Portugal, Santarem district, Vila Nova de Barquinha conurbation, village of Praia do Ribatejo, on the Rio Tejo (Tagus River), approximately 25 km south of Tomar.
Almourol Castle is built on a granite outcrop at the top of a small island measuring 310 metres long by 75 metres wide in the middle of the Rio Tejo (Tagus River).
Historians believe that a Lusitanian fortress originally stood on this site, which was conquered and improved by the Roman army and then occupied successively by the Visigoths, the Alans and finally the Moors in the 8th century, until it was conquered by the armies of the first king of Portugal, Afonso Henriques, known as Afonso the Conqueror.
This fortress, like others located near the River Tagus, was entrusted to Gualdim Païs, Master of the Order of the Temple in Portugal, who undertook to rebuild the citadel in order to protect the southern border of the kingdom. He completed the reconstruction of the fortress in 1171, two years after the construction of the citadel of Tomar.

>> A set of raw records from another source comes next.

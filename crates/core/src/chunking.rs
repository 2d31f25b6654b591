use deunicode::deunicode;

/// How a document's text is cut into chunks.
#[derive(Debug, Clone, Copy, PartialEq, Eq, Default)]
pub enum ChunkingStrategy {
    /// Greedily pack blank-line separated paragraphs, seeding each new
    /// chunk with the tail of the previous one.
    Paragraph,
    /// Slice windows of exactly `max_chars`, stepping back `overlap_chars`.
    #[default]
    FixedWindow,
}

#[derive(Debug, Clone, Copy, PartialEq, Eq)]
pub struct ChunkingConfig {
    pub max_chars: usize,
    pub overlap_chars: usize,
    pub strategy: ChunkingStrategy,
}

impl Default for ChunkingConfig {
    fn default() -> Self {
        Self {
            max_chars: 1_000,
            overlap_chars: 150,
            strategy: ChunkingStrategy::FixedWindow,
        }
    }
}

impl ChunkingConfig {
    pub fn paragraph() -> Self {
        Self {
            max_chars: 500,
            overlap_chars: 150,
            strategy: ChunkingStrategy::Paragraph,
        }
    }

    pub fn chunk(&self, text: &str) -> Vec<String> {
        match self.strategy {
            ChunkingStrategy::Paragraph => {
                chunk_by_paragraph(text, self.max_chars, self.overlap_chars)
            }
            ChunkingStrategy::FixedWindow => {
                chunk_fixed_window(text, self.max_chars, self.overlap_chars)
            }
        }
    }
}

pub fn normalize_whitespace(text: &str) -> String {
    text.split_whitespace().collect::<Vec<_>>().join(" ")
}

/// Transliterate to the closest ASCII, collapse whitespace runs and trim.
///
/// Words are folded one at a time: `deunicode` drops control characters
/// such as `\n` and `\t`, which would glue neighbouring words together.
pub fn normalize_text(text: &str) -> String {
    let folded = text
        .split_whitespace()
        .map(deunicode)
        .collect::<Vec<_>>()
        .join(" ");
    normalize_whitespace(&folded)
}

/// [`normalize_text`] applied per paragraph, keeping a blank line between
/// paragraphs so paragraph-aware chunking still sees them.
pub fn normalize_paragraphs(text: &str) -> String {
    split_paragraphs(text)
        .iter()
        .map(|paragraph| normalize_text(paragraph))
        .filter(|paragraph| !paragraph.is_empty())
        .collect::<Vec<_>>()
        .join("\n\n")
}

/// Lengths are counted in chars so that accented text is cut where a
/// reader would expect.
pub fn chunk_fixed_window(text: &str, max_chars: usize, overlap_chars: usize) -> Vec<String> {
    let chars: Vec<char> = text.chars().collect();
    let window = max_chars.max(1);
    let mut chunks = Vec::new();
    let mut start = 0;

    while start < chars.len() {
        let end = (start + window).min(chars.len());
        chunks.push(chars[start..end].iter().collect());
        if end == chars.len() {
            break;
        }

        let stepped_back = end.saturating_sub(overlap_chars);
        start = if stepped_back > start { stepped_back } else { end };
    }

    chunks
}

pub fn chunk_by_paragraph(text: &str, max_chars: usize, overlap_chars: usize) -> Vec<String> {
    let mut chunks = Vec::new();
    let mut buffer = String::new();
    let mut buffer_len = 0;

    for paragraph in split_paragraphs(text) {
        let paragraph_len = paragraph.chars().count();

        if buffer_len + paragraph_len + 1 <= max_chars {
            if !buffer.is_empty() {
                buffer.push('\n');
            }
            buffer.push_str(&paragraph);
        } else {
            // the seed never pushes a paragraph that fits on its own past max_chars
            let seed_len = overlap_chars.min(max_chars.saturating_sub(paragraph_len + 1));
            let seed = tail_chars(&buffer, seed_len);
            if !buffer.is_empty() {
                chunks.push(std::mem::take(&mut buffer));
            }
            buffer = format!("{seed}\n{paragraph}").trim().to_string();
        }

        buffer_len = buffer.chars().count();
    }

    if !buffer.is_empty() {
        chunks.push(buffer);
    }

    chunks
}

fn split_paragraphs(text: &str) -> Vec<String> {
    let mut paragraphs = Vec::new();
    let mut lines: Vec<&str> = Vec::new();

    for line in text.lines() {
        if line.trim().is_empty() {
            flush_paragraph(&mut lines, &mut paragraphs);
        } else {
            lines.push(line);
        }
    }
    flush_paragraph(&mut lines, &mut paragraphs);

    paragraphs
}

fn flush_paragraph(lines: &mut Vec<&str>, paragraphs: &mut Vec<String>) {
    if lines.is_empty() {
        return;
    }
    let paragraph = lines.join("\n").trim().to_string();
    if !paragraph.is_empty() {
        paragraphs.push(paragraph);
    }
    lines.clear();
}

fn tail_chars(text: &str, count: usize) -> String {
    let total = text.chars().count();
    text.chars().skip(total.saturating_sub(count)).collect()
}
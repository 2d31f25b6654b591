use crate::{ChunkRecord, Neighbor, StoreError, StoredChunk};
use async_trait::async_trait;

/// A vector storage engine holding named collections of chunk records.
///
/// Writers take `&mut self`: a collection is rebuilt wholesale on every
/// indexing run, so a handle has at most one writer and no reader can
/// observe it half-rebuilt. Readers share `&self`.
#[async_trait]
pub trait ChunkStore: Send + Sync {
    /// Drop a collection and everything in it. Missing collections are fine.
    async fn delete_collection(&mut self, name: &str) -> Result<(), StoreError>;

    /// Create a collection, or keep the existing one.
    async fn create_collection(&mut self, name: &str) -> Result<(), StoreError>;

    /// Store records in order, embedding those without a vector.
    async fn put(&mut self, collection: &str, records: &[ChunkRecord]) -> Result<(), StoreError>;

    /// Every record with its embedding, in storage order.
    async fn get_all(&self, collection: &str) -> Result<Vec<StoredChunk>, StoreError>;

    /// Up to `k` nearest records to `text`, by ascending distance.
    async fn query(
        &self,
        collection: &str,
        text: &str,
        k: usize,
    ) -> Result<Vec<Neighbor>, StoreError>;

    async fn embed(&self, texts: &[&str]) -> Result<Vec<Vec<f32>>, StoreError>;

    async fn count(&self, collection: &str) -> Result<usize, StoreError> {
        Ok(self.get_all(collection).await?.len())
    }
}
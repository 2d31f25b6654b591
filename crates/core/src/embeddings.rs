use deunicode::deunicode;

pub const DEFAULT_EMBEDDING_DIMENSIONS: usize = 256;

/// The storage engine's embedding function.
pub trait Embedder: Send + Sync {
    fn dimensions(&self) -> usize;
    fn embed(&self, text: &str) -> Vec<f32>;

    fn embed_all(&self, texts: &[&str]) -> Vec<Vec<f32>> {
        texts.iter().map(|text| self.embed(text)).collect()
    }
}

/// Hashed character-trigram embedder over accent-folded lowercase text,
/// L2-normalized. Deterministic and local.
#[derive(Debug, Clone, Copy)]
pub struct CharacterNgramEmbedder {
    pub dimensions: usize,
}

impl Default for CharacterNgramEmbedder {
    fn default() -> Self {
        Self {
            dimensions: DEFAULT_EMBEDDING_DIMENSIONS,
        }
    }
}

fn fnv1a(bytes: impl IntoIterator<Item = u8>) -> u64 {
    bytes.into_iter().fold(0xcbf2_9ce4_8422_2325, |hash, byte| {
        (hash ^ byte as u64).wrapping_mul(0x0100_0000_01b3)
    })
}

impl Embedder for CharacterNgramEmbedder {
    fn dimensions(&self) -> usize {
        self.dimensions
    }

    fn embed(&self, text: &str) -> Vec<f32> {
        let mut vector = vec![0f32; self.dimensions.max(1)];
        let folded: Vec<char> = deunicode(text).to_lowercase().chars().collect();

        for trigram in folded.windows(3) {
            let token: String = trigram.iter().collect();
            let bucket = (fnv1a(token.bytes()) % vector.len() as u64) as usize;
            vector[bucket] += 1.0;
        }

        let magnitude = vector.iter().map(|value| value * value).sum::<f32>().sqrt();
        if magnitude > 0.0 {
            vector.iter_mut().for_each(|value| *value /= magnitude);
        }
        vector
    }
}

/// Cosine of the angle between two vectors; 0 when either has no magnitude.
pub fn cosine_similarity(left: &[f32], right: &[f32]) -> f32 {
    let dot: f32 = left.iter().zip(right).map(|(a, b)| a * b).sum();
    let left_norm = left.iter().map(|a| a * a).sum::<f32>().sqrt();
    let right_norm = right.iter().map(|b| b * b).sum::<f32>().sqrt();
    if left_norm == 0.0 || right_norm == 0.0 {
        return 0.0;
    }
    dot / (left_norm * right_norm)
}

pub fn squared_euclidean(left: &[f32], right: &[f32]) -> f32 {
    left.iter()
        .zip(right)
        .map(|(a, b)| (a - b) * (a - b))
        .sum()
}

#[cfg(test)]
mod tests {
    use super::*;

    #[test]
    fn embedder_is_deterministic_and_sized() {
        let embedder = CharacterNgramEmbedder { dimensions: 32 };
        let first = embedder.embed("Capteurs de vibration");
        assert_eq!(first.len(), 32);
        assert_eq!(first, embedder.embed("Capteurs de vibration"));
    }

    #[test]
    fn accents_do_not_change_the_embedding() {
        let embedder = CharacterNgramEmbedder::default();
        assert_eq!(embedder.embed("Gèze"), embedder.embed("geze"));
    }

    #[test]
    fn short_text_embeds_to_zero_vector() {
        let embedder = CharacterNgramEmbedder { dimensions: 8 };
        assert!(embedder.embed("ab").iter().all(|value| *value == 0.0));
    }

    #[test]
    fn cosine_similarity_bounds() {
        assert!((cosine_similarity(&[1.0, 0.0], &[2.0, 0.0]) - 1.0).abs() < 1e-6);
        assert!((cosine_similarity(&[1.0, 0.0], &[-1.0, 0.0]) + 1.0).abs() < 1e-6);
        assert_eq!(cosine_similarity(&[0.0, 0.0], &[1.0, 1.0]), 0.0);
        assert_eq!(cosine_similarity(&[], &[]), 0.0);
    }

    #[test]
    fn squared_distance_of_identical_vectors_is_zero() {
        assert_eq!(squared_euclidean(&[0.5, 0.5], &[0.5, 0.5]), 0.0);
        assert_eq!(squared_euclidean(&[0.0, 0.0], &[3.0, 4.0]), 25.0);
    }
}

At that time, Almourol was the centrepiece of Portugal's defensive system along the Tagus River, which served as a natural border between the Christian part of the country and the part still in Muslim hands.
When the Order of the Temple was dissolved in 1312, this castle, along with the other Templar possessions in Portugal, was not handed over to the Hospitallers, but remained in the hands of the crown until the creation of the Order of Christ in 1319, which inherited all of the Templars' Portuguese assets.
Heavily damaged during an earthquake in 1755(1), the castle was rebuilt in the 19th century in the romantic style of the period. It was declared a national monument in 1919.
(1)It was an earthquake that history has remembered as the Lisbon earthquake. Based on the writings of witnesses at the time, modern scientists have estimated that the magnitude of this earthquake was between 8.5 and 9, making it one of the most powerful earthquakes Europe has ever experienced. This earthquake and the tsunami that followed, with sources reporting waves around ten metres high in Lisbon, undoubtedly caused the deaths of more than 100,000 people and destroyed almost 90% of the buildings in the Portuguese capital, not to mention the destruction in other towns and villages. In Morocco, this natural disaster also wreaked havoc, partially destroying the cities of Tangier, Rabat, Salé, Essaouira, Agadir, and others, and causing the deaths of tens of thousands of people. Modern scientists even believe that the tsunami may have reached the other side of the Atlantic, with waves nearly two metres high in Martinique and Barbados.